James Winter in “Reporting on the Pharmaceutical Industry” documents how the industry markets dangerous drugs that kill and maim thousands, ghost write flawed scientific studies for medical researchers who are paid for their signature, invents non- existent diseases to create a market for their products and bribes doctors to sell their products, among other things.
The mass media, which loves to report on medical discoveries, cite corporate medical studies that only list the positive benefits of drugs and not possible side effects, providing free advertising. The corporate media also creates hysteria about non-existent health conditions, such as the swine flu pandemic in 2009 that never happened, so that governments will buy vaccines that enrich companies and shareholders.
Winter also suggests that the Canadian media has been critical of the Canadian public healthcare system and promote private participation because certain businessmen such as Paul Desmarais Sr., part owner of the Southam newspaper chain and other media, is also owner of powerful insurance companies that would benefit from privatization.
In “Appearance, Intimacy Exhibition, Hypersexualization and Pornography”, Richard Poulin and Melanie Claude write how the media is sexualizing young girls and teenagers through fashion, magazines, TV, the internet and the overall pornographying of culture. Corporations use sexualized images of young people to sell products. Young people are confronted with sexual images in video games, magazines, films and TV shows.
This early sexualization has led to the “emergence of a hyper sexualized society … where the female body is fragmented and objectified, and where the value of women is reduced to their physical attributes and their ability to please and seduce”, write Poulin and Claude.

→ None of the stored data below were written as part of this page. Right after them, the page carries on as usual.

//! Outbound messages.
//!
//! Wording for the two notification types and the relay that delivers them.
//! Alert deduplication and cooldowns are left to the relay (IFTTT applets).

pub mod narrative;
pub mod weather_report;
pub mod webhook;
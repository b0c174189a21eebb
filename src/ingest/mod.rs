/// Upstream data collection.
///
/// Submodules:
/// - `hko_rss`: fetches an HKO RSS feed and re-parses its embedded payload.
/// - `current_weather`: builds a `WeatherRecord` from the four feeds.
/// - `nowcast_renderer`: runs the external rain nowcast renderer.

pub mod current_weather;
pub mod hko_rss;
pub mod nowcast_renderer;
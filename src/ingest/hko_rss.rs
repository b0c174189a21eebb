/// HKO RSS Feed Loader
///
/// Every HKO RSS feed is an envelope: the channel/item metadata is plain
/// XML, while the actual bulletin lives in a CDATA blob inside the item's
/// `<description>`. Loading a feed therefore parses twice: once as XML to
/// find the envelope fields and the blob, once as HTML to read the blob.
///
/// Feed index: https://www.hko.gov.hk/en/rss/rss.htm

use std::time::Duration;

use quick_xml::Reader;
use quick_xml::events::Event;
use scraper::{Html, Selector};

use crate::model::FeedError;

// ============================================================================
// Document sources
// ============================================================================

/// Anything that can return the raw body of a feed URL.
///
/// The record builder only ever talks to this trait, so tests can hand it
/// fixture documents keyed by URL.
pub trait DocumentSource {
    fn fetch(&self, url: &str) -> Result<String, FeedError>;
}

/// Production source: blocking HTTP for `http(s)://` URLs, local reads for
/// `file://` URLs (handy for pointing the config at saved feeds).
#[derive(Debug, Clone)]
pub struct FeedClient {
    client: reqwest::blocking::Client,
}

impl FeedClient {
    pub fn new(client: reqwest::blocking::Client) -> Self {
        Self { client }
    }

    /// Builds a client with an optional overall request timeout.
    pub fn with_timeout(
        user_agent: &str,
        timeout: Option<Duration>,
    ) -> Result<Self, reqwest::Error> {
        // reqwest's blocking client defaults to 30s; `None` means wait forever.
        let client = reqwest::blocking::Client::builder()
            .user_agent(user_agent.to_string())
            .timeout(timeout)
            .build()?;
        Ok(Self::new(client))
    }
}

impl DocumentSource for FeedClient {
    fn fetch(&self, url: &str) -> Result<String, FeedError> {
        if let Some(path) = url.strip_prefix("file://") {
            return std::fs::read_to_string(path).map_err(|e| FeedError::Http {
                url: url.to_string(),
                message: e.to_string(),
            });
        }

        let response = self.client.get(url).send().map_err(|e| FeedError::Http {
            url: url.to_string(),
            message: e.to_string(),
        })?;

        if !response.status().is_success() {
            return Err(FeedError::Status {
                url: url.to_string(),
                status: response.status().as_u16(),
            });
        }

        response.text().map_err(|e| FeedError::Http {
            url: url.to_string(),
            message: e.to_string(),
        })
    }
}

// ============================================================================
// Envelope + fragment
// ============================================================================

/// Metadata read from the XML envelope. Each field is the text of the
/// first element with that name, or empty if there was none.
#[derive(Debug, Clone, Default, PartialEq, Eq)]
pub struct FeedEnvelope {
    pub title: String,
    pub author: String,
    pub pub_date: String,
    payload: Option<String>,
}

/// A loaded feed: its envelope plus the re-parsed CDATA payload.
#[derive(Debug)]
pub struct FeedFragment {
    pub envelope: FeedEnvelope,
    html: Html,
}

impl FeedFragment {
    /// All text nodes of the payload concatenated, markup removed.
    pub fn text(&self) -> String {
        self.html.root_element().text().collect()
    }

    /// `src` of the first `<img>` in the payload, or empty.
    pub fn first_image_src(&self) -> String {
        Selector::parse("img")
            .ok()
            .and_then(|selector| {
                self.html
                    .select(&selector)
                    .next()
                    .and_then(|el| el.value().attr("src"))
                    .map(str::to_string)
            })
            .unwrap_or_default()
    }

    /// Text of the first `<tag id="id">` in the payload, or empty.
    pub fn element_text_by_id(&self, tag: &str, id: &str) -> String {
        Selector::parse(&format!("{tag}#{id}"))
            .ok()
            .and_then(|selector| {
                self.html
                    .select(&selector)
                    .next()
                    .map(|el| el.text().collect::<String>())
            })
            .unwrap_or_default()
    }

    /// Number of `<table>` elements in the payload.
    pub fn table_count(&self) -> usize {
        Selector::parse("table")
            .map(|selector| self.html.select(&selector).count())
            .unwrap_or(0)
    }
}

/// Scans the RSS envelope for the first `title`, `author`, `pubDate` and
/// the first CDATA section.
pub fn parse_envelope(url: &str, xml: &str) -> Result<FeedEnvelope, FeedError> {
    let mut reader = Reader::from_str(xml);
    reader.config_mut().trim_text(true);

    let mut envelope = FeedEnvelope::default();
    let mut current: Vec<u8> = Vec::new();

    loop {
        match reader.read_event() {
            Ok(Event::Start(e)) => current = e.name().as_ref().to_vec(),
            Ok(Event::End(_)) => current.clear(),
            Ok(Event::Text(e)) => {
                let slot = match current.as_slice() {
                    b"title" => &mut envelope.title,
                    b"author" => &mut envelope.author,
                    b"pubDate" => &mut envelope.pub_date,
                    _ => continue,
                };
                if slot.is_empty() {
                    let text = e.unescape().map_err(|err| FeedError::Xml {
                        url: url.to_string(),
                        message: err.to_string(),
                    })?;
                    *slot = text.trim().to_string();
                }
            }
            Ok(Event::CData(e)) => {
                if envelope.payload.is_none() {
                    envelope.payload = Some(String::from_utf8_lossy(&e.into_inner()).into_owned());
                }
            }
            Ok(Event::Eof) => break,
            Err(err) => {
                return Err(FeedError::Xml {
                    url: url.to_string(),
                    message: format!(
                        "at byte {}: {}",
                        reader.error_position(),
                        err
                    ),
                });
            }
            _ => {}
        }
    }

    Ok(envelope)
}

/// Splits a fetched feed body into envelope and parsed payload.
///
/// Fails with `MissingPayload` when the item has no CDATA blob; there is no
/// useful partial result in that case.
pub fn parse_feed(url: &str, body: &str) -> Result<FeedFragment, FeedError> {
    let envelope = parse_envelope(url, body)?;
    let payload = envelope
        .payload
        .as_deref()
        .ok_or_else(|| FeedError::MissingPayload(url.to_string()))?;
    let html = Html::parse_fragment(payload.trim());

    Ok(FeedFragment { envelope, html })
}

/// Fetches `url` through `source` and parses it into a fragment.
pub fn load_fragment(source: &dyn DocumentSource, url: &str) -> Result<FeedFragment, FeedError> {
    let body = source.fetch(url)?;
    parse_feed(url, &body)
}

// ============================================================================
// Tests
// ============================================================================
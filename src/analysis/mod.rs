/// Rain nowcast analysis.
///
/// Submodules:
/// - `rain_levels`: maps nowcast image names onto the `RainLevel` scale.
/// - `rain_trend`: finds rain onset, peak and cessation in a sample.

pub mod rain_levels;
pub mod rain_trend;
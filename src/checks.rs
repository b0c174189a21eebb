//! The two bot operations: report current weather, report the two-hour
//! rain outlook. Both build their record, then hand it to the webhook relay.

use std::fmt;
use std::str::FromStr;

use chrono_tz::Tz;
use thiserror::Error;

use crate::alert::webhook::{WebhookClient, WebhookValues};
use crate::analysis::rain_trend::forecast_rain;
use crate::config::{ConfigError, ServiceConfig};
use crate::endpoints::{EVENT_CURRENT_WEATHER, EVENT_RAIN_FORECAST};
use crate::ingest::current_weather::WeatherChecker;
use crate::ingest::hko_rss::FeedClient;
use crate::ingest::nowcast_renderer::{NodeRenderer, RainImageSource, build_nowcast_url};
use crate::logging::{self, DataSource};
use crate::model::{FeedError, RainForecast, WeatherRecord, WebhookError};

pub const WEATHER_ACK: &str = "OK! System checking current weather.";
pub const RAIN_ACK: &str = "OK! System checking 2 hours rainfall.";

#[derive(Debug, Error)]
pub enum CheckError {
    #[error(transparent)]
    Feed(#[from] FeedError),
    #[error(transparent)]
    Webhook(#[from] WebhookError),
}

// ---------------------------------------------------------------------------
// Check selection
// ---------------------------------------------------------------------------

/// Which report a trigger asks for.
#[derive(Debug, Clone, Copy, PartialEq, Eq)]
pub enum Check {
    CurrentWeather,
    RainForecast,
}

impl FromStr for Check {
    type Err = String;

    fn from_str(s: &str) -> Result<Self, Self::Err> {
        match s {
            "currentweather" => Ok(Check::CurrentWeather),
            // "rainforcast" is the spelling existing automations use
            "rainforecast" | "rainforcast" => Ok(Check::RainForecast),
            other => Err(format!("unknown option {other:?}")),
        }
    }
}

impl fmt::Display for Check {
    fn fmt(&self, f: &mut fmt::Formatter<'_>) -> fmt::Result {
        match self {
            Check::CurrentWeather => write!(f, "currentweather"),
            Check::RainForecast => write!(f, "rainforecast"),
        }
    }
}

/// What the HTTP layer needs from the bot. Implementations block.
pub trait WeatherChecks: Send + Sync {
    fn check_weather(&self, key: &str) -> Result<&'static str, CheckError>;
    fn check_rain(&self, key: &str, silence: bool) -> Result<&'static str, CheckError>;

    fn run(&self, check: Check, key: &str, silence: bool) -> Result<&'static str, CheckError> {
        match check {
            Check::CurrentWeather => self.check_weather(key),
            Check::RainForecast => self.check_rain(key, silence),
        }
    }
}

// ---------------------------------------------------------------------------
// Bot
// ---------------------------------------------------------------------------

/// Production wiring: HKO feeds over HTTP, the node renderer, IFTTT.
pub struct WeatherBot {
    config: ServiceConfig,
    feeds: FeedClient,
    renderer: Box<dyn RainImageSource + Send + Sync>,
    webhook: WebhookClient,
    local_tz: Tz,
}

impl WeatherBot {
    /// Builds the HTTP clients. Must not be called from inside an async
    /// runtime (the blocking client owns its own).
    pub fn from_config(config: ServiceConfig) -> Result<Self, BotSetupError> {
        let local_tz = config.local_tz()?;
        let feeds = FeedClient::with_timeout(&config.http.user_agent, config.http.timeout())?;
        let webhook_client = reqwest::blocking::Client::builder()
            .user_agent(config.http.user_agent.clone())
            .timeout(config.http.timeout())
            .build()?;
        let renderer = NodeRenderer::new(
            config.nowcast.renderer_program.clone(),
            config.nowcast.renderer_script.clone(),
        );
        if !renderer.script.exists() {
            logging::warn(
                DataSource::Nowcast,
                None,
                &format!(
                    "renderer script {} not found; rain checks will have no result",
                    renderer.script.display()
                ),
            );
        }

        Ok(Self {
            webhook: WebhookClient::new(webhook_client, config.webhook.base_url.clone()),
            feeds,
            renderer: Box::new(renderer),
            local_tz,
            config,
        })
    }

    pub fn current_weather(&self) -> Result<WeatherRecord, FeedError> {
        let checker = WeatherChecker::new(self.config.feeds.clone(), &self.feeds, self.local_tz);
        checker.current_weather().inspect_err(|e| {
            logging::log_feed_failure("current_weather", "build weather record", e);
        })
    }

    pub fn rain_forecast(&self) -> RainForecast {
        let nowcast = &self.config.nowcast;
        let url = build_nowcast_url(&nowcast.page_url, nowcast.latitude, nowcast.longitude);
        forecast_rain(self.renderer.as_ref(), &url, nowcast.retry)
    }

    fn send(&self, event: &str, key: &str, values: &WebhookValues) -> Result<(), WebhookError> {
        self.webhook
            .send(event, key, values)
            .inspect_err(|e| logging::log_webhook_failure(event, "trigger", e))?;
        Ok(())
    }
}

impl WeatherChecks for WeatherBot {
    fn check_weather(&self, key: &str) -> Result<&'static str, CheckError> {
        let record = self.current_weather()?;
        let values = weather_values(&record);
        self.send(EVENT_CURRENT_WEATHER, key, &values)?;
        Ok(WEATHER_ACK)
    }

    fn check_rain(&self, key: &str, silence: bool) -> Result<&'static str, CheckError> {
        let forecast = self.rain_forecast();
        match rain_values(&forecast, silence) {
            Some(values) => self.send(EVENT_RAIN_FORECAST, key, &values)?,
            None => logging::info(
                DataSource::Nowcast,
                None,
                if forecast.has_result {
                    "no rain forecast, notification silenced"
                } else {
                    "no nowcast result, nothing sent"
                },
            ),
        }
        Ok(RAIN_ACK)
    }
}

/// Setup failures: bad config or an HTTP client that cannot be built.
#[derive(Debug, Error)]
pub enum BotSetupError {
    #[error(transparent)]
    Config(#[from] ConfigError),
    #[error("cannot build HTTP client: {0}")]
    Client(#[from] reqwest::Error),
}

// ---------------------------------------------------------------------------
// Payloads
// ---------------------------------------------------------------------------

/// Short summary, long message, weather icon.
pub fn weather_values(record: &WeatherRecord) -> WebhookValues {
    WebhookValues {
        value1: record.short_summary_msg.clone(),
        value2: record.long_summary_msg.clone(),
        value3: Some(record.weather_img_url.clone()).filter(|u| !u.is_empty()),
    }
}

/// Payload for a rain forecast, or `None` when nothing should be sent:
/// no result at all, or a dry window while silenced.
pub fn rain_values(forecast: &RainForecast, silence: bool) -> Option<WebhookValues> {
    if !forecast.has_result || (silence && forecast.no_rain) {
        return None;
    }
    Some(WebhookValues {
        value1: forecast.short_summary_msg.clone(),
        value2: forecast.long_summary_msg.clone(),
        value3: Some(forecast.rain_img_url.clone()).filter(|u| !u.is_empty()),
    })
}
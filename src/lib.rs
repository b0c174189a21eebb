//! Hong Kong weather bot.
//!
//! Scrapes the Hong Kong Observatory RSS feeds and rainfall nowcast, turns
//! them into short bilingual notifications, and forwards those to an IFTTT
//! Maker webhook. Runs as a one-shot CLI or as a small HTTP trigger service.

pub mod alert;
pub mod analysis;
pub mod checks;
pub mod config;
pub mod endpoints;
pub mod extract;
pub mod ingest;
pub mod logging;
pub mod model;
pub mod server;
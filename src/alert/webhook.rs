//! IFTTT Maker webhook relay.
//!
//! A trigger is `POST {base}/trigger/{event}/with/key/{key}` with up to
//! three free-form values as JSON. Only a 200 response carries a body worth
//! returning; any other status is reported as "no response".

use serde::Serialize;

use crate::endpoints::IFTTT_MAKER_BASE_URL;
use crate::logging::{self, DataSource};
use crate::model::WebhookError;

/// The JSON body of a trigger. `value3` is left out when absent.
#[derive(Debug, Clone, Default, PartialEq, Eq, Serialize)]
pub struct WebhookValues {
    pub value1: String,
    pub value2: String,
    #[serde(skip_serializing_if = "Option::is_none")]
    pub value3: Option<String>,
}

#[derive(Debug, Clone)]
pub struct WebhookClient {
    client: reqwest::blocking::Client,
    base_url: String,
}

impl WebhookClient {
    pub fn new(client: reqwest::blocking::Client, base_url: impl Into<String>) -> Self {
        Self {
            client,
            base_url: base_url.into(),
        }
    }

    /// Client for the public IFTTT endpoint.
    pub fn ifttt(client: reqwest::blocking::Client) -> Self {
        Self::new(client, IFTTT_MAKER_BASE_URL)
    }

    pub fn trigger_url(&self, event: &str, key: &str) -> String {
        format!(
            "{}/trigger/{}/with/key/{}",
            self.base_url.trim_end_matches('/'),
            event,
            key
        )
    }

    /// Fires `event`. Returns the relay's response text on HTTP 200.
    pub fn send(
        &self,
        event: &str,
        key: &str,
        values: &WebhookValues,
    ) -> Result<Option<String>, WebhookError> {
        let response = self
            .client
            .post(self.trigger_url(event, key))
            .json(values)
            .send()?;

        if response.status() != reqwest::StatusCode::OK {
            logging::warn(
                DataSource::Webhook,
                Some(event),
                &format!("relay answered {}", response.status()),
            );
            return Ok(None);
        }

        let text = response.text()?;
        logging::info(DataSource::Webhook, Some(event), "trigger delivered");
        Ok(Some(text))
    }
}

The capitalist mass media, which has treated young women as commodities, normalize and promote pornography and prostitution. “Women’s liberation, a crucial conquest of the feminist movement, has been transformed by the no-liberal market into submissiveness to male pleasures.”
Klaehn’s “The Political Economy of Media and Power” is a thought provoking work that sheds light on the dark corners of capitalism and its media infrastructure. These above mentioned essays are just a small sampling of what awaits the reader in Klaehn’s fascinating book.